An advisory opinion issued by the Office of the Property Rights Ombudsman is not binding on any party to a dispute involving land use law. If the same issue that is the subject of an advisory opinion is listed as a cause of action in litigation, and that cause of action is litigated on the same facts and circumstances and is resolved consistent with the advisory opinion, the substantially prevailing party on that cause of action may collect reasonable attorney fees and court costs pertaining to the development of that cause of action from the date of the delivery of the advisory opinion to the date of the court’s resolution.

Evidence of a review by the Office of the Property Rights Ombudsman and the opinions, writings, findings, and determinations of the Office of the Property Rights Ombudsman are not admissible as evidence in a judicial action, except in small claims court, a judicial review of arbitration, or in determining costs and legal fees as explained above.


[1] The recent ownership history is not clear from the information provided for this Opinion.  Mr. Hazen states that he purchased the property from the original developer.  Another individual, Jerry Preston, represented to Perry City that he had an ownership interest.

[2] Because Highway 89 is a state-controlled highway, the Utah Department of Transportation approves the location of access points.  UDOT expressed concern that the two separate roads would be too close together (less than 600 feet), raising safety concerns.  The City states that the Davis Creek Estates plat had UDOT approval for its access point when the plat was first recorded, but that approval had expired after six months.

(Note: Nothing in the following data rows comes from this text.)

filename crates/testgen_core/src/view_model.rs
//! Read-only projections of [`AppState`] for the presentation layer.
//!
//! Nothing here is stored: phase, badges and labels are recomputed from the
//! progress value on every call to [`AppState::view`].

use crate::inputs::format_file_size;
use crate::state::Notification;
use crate::{AppState, ExportSettings, SortBy, TestCase, TestCaseFilter};

/// Progress at which the percent label fits inside the bar.
const PERCENT_LABEL_MIN: f64 = 8.0;

pub const WORKING_HINT: &str = "AI agents are working on your test cases...";

#[derive(Debug, Clone, Copy, PartialEq, Eq)]
pub enum Phase {
    Planner,
    Generator,
    Executor,
    Complete,
}

impl Phase {
    pub fn from_percent(percent: f64) -> Self {
        if percent >= 100.0 {
            Phase::Complete
        } else if percent >= 66.0 {
            Phase::Executor
        } else if percent >= 33.0 {
            Phase::Generator
        } else {
            Phase::Planner
        }
    }
}

#[derive(Debug, Clone, Copy, PartialEq, Eq)]
pub enum Agent {
    Planner,
    Generator,
    Executor,
}

impl Agent {
    pub const ALL: [Agent; 3] = [Agent::Planner, Agent::Generator, Agent::Executor];

    pub fn label(self) -> &'static str {
        match self {
            Agent::Planner => "Planner",
            Agent::Generator => "Generator",
            Agent::Executor => "Executor",
        }
    }

    fn active_caption(self) -> &'static str {
        match self {
            Agent::Planner => "Analyzing...",
            Agent::Generator => "Creating...",
            Agent::Executor => "Validating...",
        }
    }

    fn phase(self) -> Phase {
        match self {
            Agent::Planner => Phase::Planner,
            Agent::Generator => Phase::Generator,
            Agent::Executor => Phase::Executor,
        }
    }

    /// Percent at which this agent's work is done.
    fn done_at(self) -> f64 {
        match self {
            Agent::Planner => 33.0,
            Agent::Generator => 66.0,
            Agent::Executor => 100.0,
        }
    }
}

#[derive(Debug, Clone, Copy, PartialEq, Eq)]
pub enum BadgeState {
    Pending,
    Active,
    Done,
}

#[derive(Debug, Clone, PartialEq, Eq)]
pub struct AgentBadge {
    pub agent: Agent,
    pub state: BadgeState,
    pub caption: &'static str,
}

impl AgentBadge {
    pub fn derive(agent: Agent, percent: f64) -> Self {
        let state = if percent >= agent.done_at() {
            BadgeState::Done
        } else if Phase::from_percent(percent) == agent.phase() {
            BadgeState::Active
        } else {
            BadgeState::Pending
        };
        let caption = match state {
            BadgeState::Active => agent.active_caption(),
            BadgeState::Done => "Complete",
            BadgeState::Pending => "Pending",
        };
        Self {
            agent,
            state,
            caption,
        }
    }
}

/// `None` or a non-positive estimate reads as still calculating.
pub fn format_time_remaining(seconds: Option<f64>) -> String {
    let seconds = match seconds {
        Some(s) if s > 0.0 => s,
        _ => return "Calculating...".to_string(),
    };
    if seconds < 60.0 {
        format!("~{}s remaining", seconds.round())
    } else {
        let minutes = (seconds / 60.0).floor();
        let secs = (seconds % 60.0).round();
        format!("~{minutes}m {secs}s remaining")
    }
}

#[derive(Debug, Clone, PartialEq, Eq)]
pub struct CancelButtonView {
    pub label: &'static str,
    pub enabled: bool,
}

#[derive(Debug, Clone, PartialEq)]
pub struct CompletionView {
    pub test_case_count: u32,
    pub kb_compliance_score: Option<f64>,
}

#[derive(Debug, Clone, PartialEq)]
pub struct KbPanelView {
    pub document_count: usize,
    pub notes: Vec<String>,
}

#[derive(Debug, Clone, PartialEq)]
pub struct ProgressView {
    pub percent: f64,
    pub percent_label: Option<String>,
    pub phase: Phase,
    pub agents: Vec<AgentBadge>,
    pub step_message: String,
    /// Present once the run has reported an estimate.
    pub time_remaining: Option<String>,
    pub kb_panel: Option<KbPanelView>,
    pub cancel: CancelButtonView,
    pub working_hint: Option<&'static str>,
    pub completion: Option<CompletionView>,
    pub test_cases_received: usize,
}

#[derive(Debug, Clone, PartialEq, Eq)]
pub struct FileRowView {
    pub name: String,
    pub size_label: String,
}

#[derive(Debug, Clone, PartialEq, Eq)]
pub struct KbDocumentRowView {
    pub id: String,
    pub name: String,
    pub size_label: String,
    pub selected: bool,
}

#[derive(Debug, Clone, PartialEq, Eq)]
pub struct KnowledgeBaseView {
    pub enabled: bool,
    pub documents: Vec<KbDocumentRowView>,
    pub selected_count: usize,
    pub total_size_label: String,
}

#[derive(Debug, Clone, PartialEq, Eq)]
pub struct TestCaseRowView {
    pub id: String,
    pub title: String,
    pub category: String,
    pub priority: &'static str,
    pub kb_compliant: Option<bool>,
    pub selected_for_export: bool,
}

#[derive(Debug, Clone, PartialEq, Eq)]
pub struct TestCaseListView {
    pub rows: Vec<TestCaseRowView>,
    /// "{visible} of {total}" counter.
    pub counter: String,
    pub categories: Vec<String>,
    pub filter: TestCaseFilter,
    pub sort_by: SortBy,
    pub selected: Option<TestCase>,
    pub is_loading: bool,
}

#[derive(Debug, Clone, PartialEq, Eq)]
pub struct ExportView {
    pub settings: ExportSettings,
    pub selected_count: usize,
    /// KB options only make sense while the Knowledge Base is in use.
    pub kb_options_available: bool,
    pub is_exporting: bool,
    pub last_export_path: Option<String>,
}

#[derive(Debug, Clone, PartialEq)]
pub struct AppViewModel {
    pub progress: Option<ProgressView>,
    /// Step line shown outside a run, e.g. the cancellation notice.
    pub status_line: Option<String>,
    pub error: Option<String>,
    pub files: Vec<FileRowView>,
    pub files_total_label: String,
    pub requirements_text: String,
    pub knowledge_base: KnowledgeBaseView,
    pub test_cases: TestCaseListView,
    pub export: ExportView,
    pub notification: Option<Notification>,
    pub can_generate: bool,
    pub dirty: bool,
}

impl AppViewModel {
    pub(crate) fn build(state: &AppState) -> Self {
        let generation = &state.generation;
        let status_line = (!generation.is_running && !generation.current_step_message.is_empty())
            .then(|| generation.current_step_message.clone());

        Self {
            progress: progress_view(state),
            status_line,
            error: generation.error.clone(),
            files: state
                .inputs
                .files()
                .iter()
                .map(|f| FileRowView {
                    name: f.name.clone(),
                    size_label: format_file_size(f.size),
                })
                .collect(),
            files_total_label: format_file_size(state.inputs.total_size()),
            requirements_text: state.inputs.text().to_string(),
            knowledge_base: knowledge_base_view(state),
            test_cases: test_case_list_view(state),
            export: ExportView {
                settings: state.export,
                selected_count: state.export_selection.len(),
                kb_options_available: state.kb.is_enabled(),
                is_exporting: state.pending_export.is_some(),
                last_export_path: state.last_export_path.clone(),
            },
            notification: state.notification.clone(),
            can_generate: !generation.is_running,
            dirty: state.is_dirty(),
        }
    }
}

fn progress_view(state: &AppState) -> Option<ProgressView> {
    let generation = &state.generation;
    if !generation.is_running {
        return None;
    }
    let percent = generation.progress_percent;
    let kb_panel = (state.kb.is_enabled() && !state.kb.documents().is_empty()).then(|| {
        KbPanelView {
            document_count: state.kb.documents().len(),
            notes: generation.kb_notes.clone(),
        }
    });
    let completion = generation.is_complete.then(|| CompletionView {
        test_case_count: generation.final_test_case_count,
        kb_compliance_score: generation.final_kb_compliance_score,
    });

    Some(ProgressView {
        percent,
        percent_label: (percent > PERCENT_LABEL_MIN).then(|| format!("{}%", percent.round())),
        phase: Phase::from_percent(percent),
        agents: Agent::ALL
            .iter()
            .map(|agent| AgentBadge::derive(*agent, percent))
            .collect(),
        step_message: generation.current_step_message.clone(),
        time_remaining: generation
            .estimated_seconds_remaining
            .map(|secs| format_time_remaining(Some(secs))),
        kb_panel,
        cancel: CancelButtonView {
            label: if generation.is_cancelling {
                "Cancelling..."
            } else {
                "Cancel"
            },
            enabled: !generation.is_cancelling && !generation.is_complete,
        },
        working_hint: (!generation.is_complete).then_some(WORKING_HINT),
        completion,
        test_cases_received: generation.test_cases_received,
    })
}

fn knowledge_base_view(state: &AppState) -> KnowledgeBaseView {
    let kb = &state.kb;
    KnowledgeBaseView {
        enabled: kb.is_enabled(),
        documents: kb
            .documents()
            .iter()
            .map(|doc| KbDocumentRowView {
                id: doc.id.clone(),
                name: doc.name.clone(),
                size_label: format_file_size(doc.size),
                selected: kb.is_selected(&doc.id),
            })
            .collect(),
        selected_count: kb.selected_documents().count(),
        total_size_label: format_file_size(kb.total_size()),
    }
}

fn test_case_list_view(state: &AppState) -> TestCaseListView {
    let board = &state.board;
    let visible = board.visible();
    TestCaseListView {
        counter: format!("{} of {}", visible.len(), board.len()),
        rows: visible
            .into_iter()
            .map(|case| TestCaseRowView {
                id: case.id.clone(),
                title: case.title.clone(),
                category: case.category.clone(),
                priority: case.priority.as_str(),
                kb_compliant: case.kb_compliant,
                selected_for_export: state.export_selection.contains(&case.id),
            })
            .collect(),
        categories: board.categories(),
        filter: board.filter().clone(),
        sort_by: board.sort_by(),
        selected: board.selected().cloned(),
        is_loading: state.is_loading_test_cases,
    }
}
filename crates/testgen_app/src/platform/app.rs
use std::process::ExitCode;
use std::sync::mpsc;
use std::thread;
use std::time::Duration;

use anyhow::Context;
use engine_logging::{engine_info, engine_warn};
use testgen_core::{update, AppState, ExportFormat, Msg};
use testgen_engine::{EngineHandle, LoadedFile};

use super::cli::GenerateArgs;
use super::effects::EffectRunner;
use super::settings::Settings;
use super::ui;

const POLL_INTERVAL: Duration = Duration::from_millis(20);

/// How a generation run ended, read off the settled state.
#[derive(Debug, Clone, PartialEq)]
enum Outcome {
    Completed {
        test_case_count: u32,
        kb_compliance_score: Option<f64>,
    },
    Cancelled,
    Failed(String),
}

impl Outcome {
    fn of(state: &AppState) -> Self {
        let generation = state.generation();
        if let Some(error) = &generation.error {
            Outcome::Failed(error.clone())
        } else if generation.is_complete {
            Outcome::Completed {
                test_case_count: generation.final_test_case_count,
                kb_compliance_score: generation.final_kb_compliance_score,
            }
        } else {
            Outcome::Cancelled
        }
    }
}

pub fn run_generate(settings: &Settings, args: GenerateArgs) -> anyhow::Result<ExitCode> {
    let files = read_all(&args.files)?;
    let kb_documents = read_all(&args.kb_documents)?;

    let engine = EngineHandle::new(settings.engine_settings()).context("failed to start engine")?;
    let (msg_tx, msg_rx) = mpsc::channel();
    let mut app = App::new(EffectRunner::new(engine, msg_tx.clone()), msg_rx);

    if !files.is_empty() {
        app.dispatch(Msg::FilesAdded(files.iter().map(LoadedFile::as_upload).collect()));
    }
    if let Some(text) = args.text {
        app.dispatch(Msg::RequirementsTextChanged(text));
    }
    if !kb_documents.is_empty() {
        app.dispatch(Msg::KnowledgeBaseToggled(true));
        app.dispatch(Msg::KbDocumentsAdded(
            kb_documents.iter().map(LoadedFile::as_kb_upload).collect(),
        ));
    }

    app.dispatch(Msg::GenerateClicked);
    if app.state.active_run().is_none() {
        return Ok(ExitCode::FAILURE);
    }
    if let Some(ms) = args.cancel_after_ms {
        let tx = msg_tx.clone();
        thread::spawn(move || {
            thread::sleep(Duration::from_millis(ms));
            let _ = tx.send(Msg::CancelClicked);
        });
    }
    app.run_until_settled();

    let outcome = Outcome::of(&app.state);
    engine_info!("Generation finished: {outcome:?}");
    match &outcome {
        Outcome::Completed {
            test_case_count,
            kb_compliance_score,
        } => {
            let score = kb_compliance_score
                .map(|s| format!(" (KB compliance {s:.0}%)"))
                .unwrap_or_default();
            println!("Done: {test_case_count} test cases generated{score}");
        }
        Outcome::Cancelled => println!("Generation cancelled"),
        Outcome::Failed(reason) => {
            eprintln!("Generation failed: {reason}");
            return Ok(ExitCode::FAILURE);
        }
    }

    if !app.state.test_cases().is_empty() {
        for line in ui::render::render_test_cases(&app.state.view().test_cases) {
            println!("{line}");
        }
    }

    if let Some(format) = args.export {
        if !app.export_all(format.into()) {
            return Ok(ExitCode::FAILURE);
        }
    }
    Ok(ExitCode::SUCCESS)
}

fn read_all(paths: &[std::path::PathBuf]) -> anyhow::Result<Vec<LoadedFile>> {
    paths
        .iter()
        .map(|path| LoadedFile::read(path).with_context(|| format!("cannot load {}", path.display())))
        .collect()
}

struct App {
    state: AppState,
    runner: EffectRunner,
    msg_rx: mpsc::Receiver<Msg>,
    last_frame: Vec<String>,
}

impl App {
    fn new(runner: EffectRunner, msg_rx: mpsc::Receiver<Msg>) -> Self {
        Self {
            state: AppState::new(),
            runner,
            msg_rx,
            last_frame: Vec::new(),
        }
    }

    fn dispatch(&mut self, msg: Msg) {
        let state = std::mem::take(&mut self.state);
        let (mut state, effects) = update(state, msg);
        let was_dirty = state.consume_dirty();
        self.state = state;
        self.runner.enqueue(effects);
        if was_dirty {
            self.draw();
        }
    }

    fn draw(&mut self) {
        let frame = ui::render::render(&self.state.view());
        if frame != self.last_frame {
            for line in &frame {
                println!("{line}");
            }
            if !frame.is_empty() {
                println!();
            }
            self.last_frame = frame;
        }
    }

    fn run_until_settled(&mut self) {
        while !self.state.is_settled() {
            for msg in self.runner.poll_engine() {
                self.dispatch(msg);
            }
            match self.msg_rx.recv_timeout(POLL_INTERVAL) {
                Ok(msg) => self.dispatch(msg),
                Err(mpsc::RecvTimeoutError::Timeout) => {}
                Err(mpsc::RecvTimeoutError::Disconnected) => {
                    engine_warn!("Message queue closed before the run settled");
                    break;
                }
            }
        }
    }

    /// Returns whether the export succeeded.
    fn export_all(&mut self, format: ExportFormat) -> bool {
        self.dispatch(Msg::ExportFormatChanged(format));
        self.dispatch(Msg::ExportSelectAll);
        self.dispatch(Msg::ExportClicked);
        if !self.state.is_exporting() {
            return false;
        }
        self.run_until_settled();
        match &self.state.view().export.last_export_path {
            Some(path) => {
                println!("Exported to {path}");
                true
            }
            None => false,
        }
    }
}
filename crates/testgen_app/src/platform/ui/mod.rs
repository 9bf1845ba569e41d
pub mod render;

[3] The City maintains that Mr. Preston was the “predecessor in interest” on the property, although it acknowledges that Mr. Preston’s failure to sign the amended plat indicated that he “was most likely no longer the owner of the subdivision.”  The City also submitted a receipt from Hansen & Associates, which acknowledges delivery of documents, presumably from Jerry Preston, pertaining to the Davis Creek Subdivision.  This document does not identify that Jerry Preston is the owner.  Another document submitted is a City form which states that Jerry Preston, identified as the “developer” has notified the owners of utility easements that the Davis Creek Estates subdivision plat was to be recorded.  This form is dated August 11, 2006.

[4] The owner of the Wasatch Hills subdivision agreed to pay for the cost of preparing the amended plat.

[5] The parties agreed that the amended plat was to include a foot-wide protection strip along the northern edge of the road, so that the developer (Jerry Preston) could recoup a portion of the road costs from the neighboring property, which was supposedly going to be divided into two commercial lots.  It is not clear whether the protection strip was included.   The information submitted by the City includes a note that “Utah does not allow for reimbursement of roads.”

[6] Mr. Hazen states that the previous owner was not aware of the City’s action.

[7] See also Utah Code Ann. § 17-27a-609 (applicable to counties).

[8] Section 17-21-11 provides that recording a document places all subsequent purchasers on notice of the information in the document.

[9] There is no question that the Davis Creek subdivision was originally platted and recorded before the Wasatch Hills subdivision was approved.  This raises the obvious question of why the City simply did not require the road for the Wasatch Hills subdivision to align with the road which had already been approved for the Davis Creek subdivision.  Rather than requiring future plats to comply with the existing configuration, the City elected to require an amendment to an already recorded plat. By doing so, the City contributed to the problem that presently exists.

[10] This case closely resembles an eminent domain case, and could be treated as one by the parties. The Davis Creek Estates Subdivision has a recorded and legal plat (disregarding the unrecorded amendment). In order for the road to align with the road across the street, the City is requiring that a road be build across a lot in the original subdivision.  The owner of that lot would therefore be entitled to just compensation for the loss in value of that lot due to the construction of the road.